Your objective: Each record has to be returned exactly as it appears.

Source records:
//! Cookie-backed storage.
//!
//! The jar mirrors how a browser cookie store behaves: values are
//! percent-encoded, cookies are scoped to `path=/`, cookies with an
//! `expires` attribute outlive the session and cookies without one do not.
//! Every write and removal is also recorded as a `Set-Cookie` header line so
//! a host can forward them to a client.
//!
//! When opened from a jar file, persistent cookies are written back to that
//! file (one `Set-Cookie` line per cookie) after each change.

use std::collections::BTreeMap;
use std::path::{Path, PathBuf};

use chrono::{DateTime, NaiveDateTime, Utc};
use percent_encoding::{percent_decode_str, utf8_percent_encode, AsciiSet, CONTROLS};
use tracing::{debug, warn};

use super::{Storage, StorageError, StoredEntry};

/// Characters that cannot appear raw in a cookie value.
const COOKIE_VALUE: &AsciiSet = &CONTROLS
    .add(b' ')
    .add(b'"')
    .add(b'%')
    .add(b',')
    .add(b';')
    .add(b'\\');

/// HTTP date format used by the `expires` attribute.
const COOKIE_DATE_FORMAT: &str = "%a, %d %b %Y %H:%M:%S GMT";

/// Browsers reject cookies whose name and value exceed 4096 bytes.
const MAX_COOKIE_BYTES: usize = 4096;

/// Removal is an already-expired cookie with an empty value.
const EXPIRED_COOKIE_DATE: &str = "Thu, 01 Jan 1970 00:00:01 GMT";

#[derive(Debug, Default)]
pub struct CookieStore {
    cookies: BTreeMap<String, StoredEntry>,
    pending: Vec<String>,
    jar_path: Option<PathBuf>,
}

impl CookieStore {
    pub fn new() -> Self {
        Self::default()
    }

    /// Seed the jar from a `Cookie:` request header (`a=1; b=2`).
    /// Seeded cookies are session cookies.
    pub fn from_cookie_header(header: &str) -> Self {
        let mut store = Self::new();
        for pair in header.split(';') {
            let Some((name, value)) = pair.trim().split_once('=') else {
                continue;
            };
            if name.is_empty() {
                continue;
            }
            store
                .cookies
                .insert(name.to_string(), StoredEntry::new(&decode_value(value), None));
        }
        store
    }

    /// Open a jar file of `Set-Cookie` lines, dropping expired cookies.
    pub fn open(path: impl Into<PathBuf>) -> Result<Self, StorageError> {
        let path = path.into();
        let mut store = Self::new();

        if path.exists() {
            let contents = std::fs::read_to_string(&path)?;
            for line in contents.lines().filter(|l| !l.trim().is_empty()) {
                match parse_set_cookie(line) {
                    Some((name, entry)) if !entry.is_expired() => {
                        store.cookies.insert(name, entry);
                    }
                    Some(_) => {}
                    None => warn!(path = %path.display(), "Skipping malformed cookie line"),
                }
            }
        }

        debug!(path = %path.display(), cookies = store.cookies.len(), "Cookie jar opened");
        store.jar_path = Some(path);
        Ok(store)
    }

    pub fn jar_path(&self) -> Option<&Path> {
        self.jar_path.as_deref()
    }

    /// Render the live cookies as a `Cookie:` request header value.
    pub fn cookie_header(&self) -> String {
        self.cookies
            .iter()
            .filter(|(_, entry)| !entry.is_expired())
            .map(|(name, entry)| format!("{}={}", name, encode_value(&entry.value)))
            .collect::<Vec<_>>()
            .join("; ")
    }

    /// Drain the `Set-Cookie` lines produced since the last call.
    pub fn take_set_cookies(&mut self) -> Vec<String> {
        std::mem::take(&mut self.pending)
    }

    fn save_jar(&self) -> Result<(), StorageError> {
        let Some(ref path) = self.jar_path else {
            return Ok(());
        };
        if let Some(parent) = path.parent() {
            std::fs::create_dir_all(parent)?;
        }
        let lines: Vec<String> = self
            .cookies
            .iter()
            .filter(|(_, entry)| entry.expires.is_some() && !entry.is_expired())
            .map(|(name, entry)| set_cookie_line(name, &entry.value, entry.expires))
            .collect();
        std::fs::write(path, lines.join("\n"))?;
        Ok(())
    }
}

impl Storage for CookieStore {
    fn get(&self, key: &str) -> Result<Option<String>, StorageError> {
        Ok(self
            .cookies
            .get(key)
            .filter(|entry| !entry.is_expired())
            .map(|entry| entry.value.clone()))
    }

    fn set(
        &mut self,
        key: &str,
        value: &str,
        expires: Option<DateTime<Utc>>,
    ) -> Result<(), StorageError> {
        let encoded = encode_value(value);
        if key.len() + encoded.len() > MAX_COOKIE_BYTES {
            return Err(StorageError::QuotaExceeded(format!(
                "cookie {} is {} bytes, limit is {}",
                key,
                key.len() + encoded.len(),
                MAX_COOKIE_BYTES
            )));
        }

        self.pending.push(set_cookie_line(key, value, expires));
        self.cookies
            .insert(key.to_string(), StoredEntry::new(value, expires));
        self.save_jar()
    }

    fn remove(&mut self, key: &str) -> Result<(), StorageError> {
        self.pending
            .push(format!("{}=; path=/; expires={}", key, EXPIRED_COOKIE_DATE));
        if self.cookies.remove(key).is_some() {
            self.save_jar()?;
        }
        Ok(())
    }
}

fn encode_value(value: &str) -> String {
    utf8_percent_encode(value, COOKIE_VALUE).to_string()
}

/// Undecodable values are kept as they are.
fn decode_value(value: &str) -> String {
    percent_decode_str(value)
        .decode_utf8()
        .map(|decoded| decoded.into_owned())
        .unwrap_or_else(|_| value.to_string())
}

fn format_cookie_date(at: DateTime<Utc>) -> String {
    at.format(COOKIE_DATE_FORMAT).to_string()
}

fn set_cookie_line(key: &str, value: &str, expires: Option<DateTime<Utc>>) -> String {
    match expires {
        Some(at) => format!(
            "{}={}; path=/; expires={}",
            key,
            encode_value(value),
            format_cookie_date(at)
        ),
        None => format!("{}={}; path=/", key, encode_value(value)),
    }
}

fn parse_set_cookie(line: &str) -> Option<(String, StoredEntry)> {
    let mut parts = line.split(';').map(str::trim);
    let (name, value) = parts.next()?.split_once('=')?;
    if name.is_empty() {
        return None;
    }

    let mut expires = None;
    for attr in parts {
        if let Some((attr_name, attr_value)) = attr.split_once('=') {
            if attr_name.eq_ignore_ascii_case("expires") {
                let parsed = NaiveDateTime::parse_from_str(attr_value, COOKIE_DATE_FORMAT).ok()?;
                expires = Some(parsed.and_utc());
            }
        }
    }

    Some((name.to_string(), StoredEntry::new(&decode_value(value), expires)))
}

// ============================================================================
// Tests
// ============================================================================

Exercise output:
//! Cookie-backed storage.
//!
//! The jar mirrors how a browser cookie store behaves: values are
//! percent-encoded, cookies are scoped to `path=/`, cookies with an
//! `expires` attribute outlive the session and cookies without one do not.
//! Every write and removal is also recorded as a `Set-Cookie` header line so
//! a host can forward them to a client.
//!
//! When opened from a jar file, persistent cookies are written back to that
//! file (one `Set-Cookie` line per cookie) after each change.

use std::collections::BTreeMap;
use std::path::{Path, PathBuf};

use chrono::{DateTime, NaiveDateTime, Utc};
use percent_encoding::{percent_decode_str, utf8_percent_encode, AsciiSet, CONTROLS};
use tracing::{debug, warn};

use super::{Storage, StorageError, StoredEntry};

/// Characters that cannot appear raw in a cookie value.
const COOKIE_VALUE: &AsciiSet = &CONTROLS
    .add(b' ')
    .add(b'"')
    .add(b'%')
    .add(b',')
    .add(b';')
    .add(b'\\');

/// HTTP date format used by the `expires` attribute.
const COOKIE_DATE_FORMAT: &str = "%a, %d %b %Y %H:%M:%S GMT";

/// Browsers reject cookies whose name and value exceed 4096 bytes.
const MAX_COOKIE_BYTES: usize = 4096;

/// Removal is an already-expired cookie with an empty value.
const EXPIRED_COOKIE_DATE: &str = "Thu, 01 Jan 1970 00:00:01 GMT";

#[derive(Debug, Default)]
pub struct CookieStore {
    cookies: BTreeMap<String, StoredEntry>,
    pending: Vec<String>,
    jar_path: Option<PathBuf>,
}

impl CookieStore {
    pub fn new() -> Self {
        Self::default()
    }

    /// Seed the jar from a `Cookie:` request header (`a=1; b=2`).
    /// Seeded cookies are session cookies.
    pub fn from_cookie_header(header: &str) -> Self {
        let mut store = Self::new();
        for pair in header.split(';') {
            let Some((name, value)) = pair.trim().split_once('=') else {
                continue;
            };
            if name.is_empty() {
                continue;
            }
            store
                .cookies
                .insert(name.to_string(), StoredEntry::new(&decode_value(value), None));
        }
        store
    }

    /// Open a jar file of `Set-Cookie` lines, dropping expired cookies.
    pub fn open(path: impl Into<PathBuf>) -> Result<Self, StorageError> {
        let path = path.into();
        let mut store = Self::new();

        if path.exists() {
            let contents = std::fs::read_to_string(&path)?;
            for line in contents.lines().filter(|l| !l.trim().is_empty()) {
                match parse_set_cookie(line) {
                    Some((name, entry)) if !entry.is_expired() => {
                        store.cookies.insert(name, entry);
                    }
                    Some(_) => {}
                    None => warn!(path = %path.display(), "Skipping malformed cookie line"),
                }
            }
        }

        debug!(path = %path.display(), cookies = store.cookies.len(), "Cookie jar opened");
        store.jar_path = Some(path);
        Ok(store)
    }

    pub fn jar_path(&self) -> Option<&Path> {
        self.jar_path.as_deref()
    }

    /// Render the live cookies as a `Cookie:` request header value.
    pub fn cookie_header(&self) -> String {
        self.cookies
            .iter()
            .filter(|(_, entry)| !entry.is_expired())
            .map(|(name, entry)| format!("{}={}", name, encode_value(&entry.value)))
            .collect::<Vec<_>>()
            .join("; ")
    }

    /// Drain the `Set-Cookie` lines produced since the last call.
    pub fn take_set_cookies(&mut self) -> Vec<String> {
        std::mem::take(&mut self.pending)
    }

    fn save_jar(&self) -> Result<(), StorageError> {
        let Some(ref path) = self.jar_path else {
            return Ok(());
        };
        if let Some(parent) = path.parent() {
            std::fs::create_dir_all(parent)?;
        }
        let lines: Vec<String> = self
            .cookies
            .iter()
            .filter(|(_, entry)| entry.expires.is_some() && !entry.is_expired())
            .map(|(name, entry)| set_cookie_line(name, &entry.value, entry.expires))
            .collect();
        std::fs::write(path, lines.join("\n"))?;
        Ok(())
    }
}

impl Storage for CookieStore {
    fn get(&self, key: &str) -> Result<Option<String>, StorageError> {
        Ok(self
            .cookies
            .get(key)
            .filter(|entry| !entry.is_expired())
            .map(|entry| entry.value.clone()))
    }

    fn set(
        &mut self,
        key: &str,
        value: &str,
        expires: Option<DateTime<Utc>>,
    ) -> Result<(), StorageError> {
        let encoded = encode_value(value);
        if key.len() + encoded.len() > MAX_COOKIE_BYTES {
            return Err(StorageError::QuotaExceeded(format!(
                "cookie {} is {} bytes, limit is {}",
                key,
                key.len() + encoded.len(),
                MAX_COOKIE_BYTES
            )));
        }

        self.pending.push(set_cookie_line(key, value, expires));
        self.cookies
            .insert(key.to_string(), StoredEntry::new(value, expires));
        self.save_jar()
    }

    fn remove(&mut self, key: &str) -> Result<(), StorageError> {
        self.pending
            .push(format!("{}=; path=/; expires={}", key, EXPIRED_COOKIE_DATE));
        if self.cookies.remove(key).is_some() {
            self.save_jar()?;
        }
        Ok(())
    }
}

fn encode_value(value: &str) -> String {
    utf8_percent_encode(value, COOKIE_VALUE).to_string()
}

/// Undecodable values are kept as they are.
fn decode_value(value: &str) -> String {
    percent_decode_str(value)
        .decode_utf8()
        .map(|decoded| decoded.into_owned())
        .unwrap_or_else(|_| value.to_string())
}

fn format_cookie_date(at: DateTime<Utc>) -> String {
    at.format(COOKIE_DATE_FORMAT).to_string()
}

fn set_cookie_line(key: &str, value: &str, expires: Option<DateTime<Utc>>) -> String {
    match expires {
        Some(at) => format!(
            "{}={}; path=/; expires={}",
            key,
            encode_value(value),
            format_cookie_date(at)
        ),
        None => format!("{}={}; path=/", key, encode_value(value)),
    }
}

fn parse_set_cookie(line: &str) -> Option<(String, StoredEntry)> {
    let mut parts = line.split(';').map(str::trim);
    let (name, value) = parts.next()?.split_once('=')?;
    if name.is_empty() {
        return None;
    }

    let mut expires = None;
    for attr in parts {
        if let Some((attr_name, attr_value)) = attr.split_once('=') {
            if attr_name.eq_ignore_ascii_case("expires") {
                let parsed = NaiveDateTime::parse_from_str(attr_value, COOKIE_DATE_FORMAT).ok()?;
                expires = Some(parsed.and_utc());
            }
        }
    }

    Some((name.to_string(), StoredEntry::new(&decode_value(value), expires)))
}

// ============================================================================
// Tests
// ============================================================================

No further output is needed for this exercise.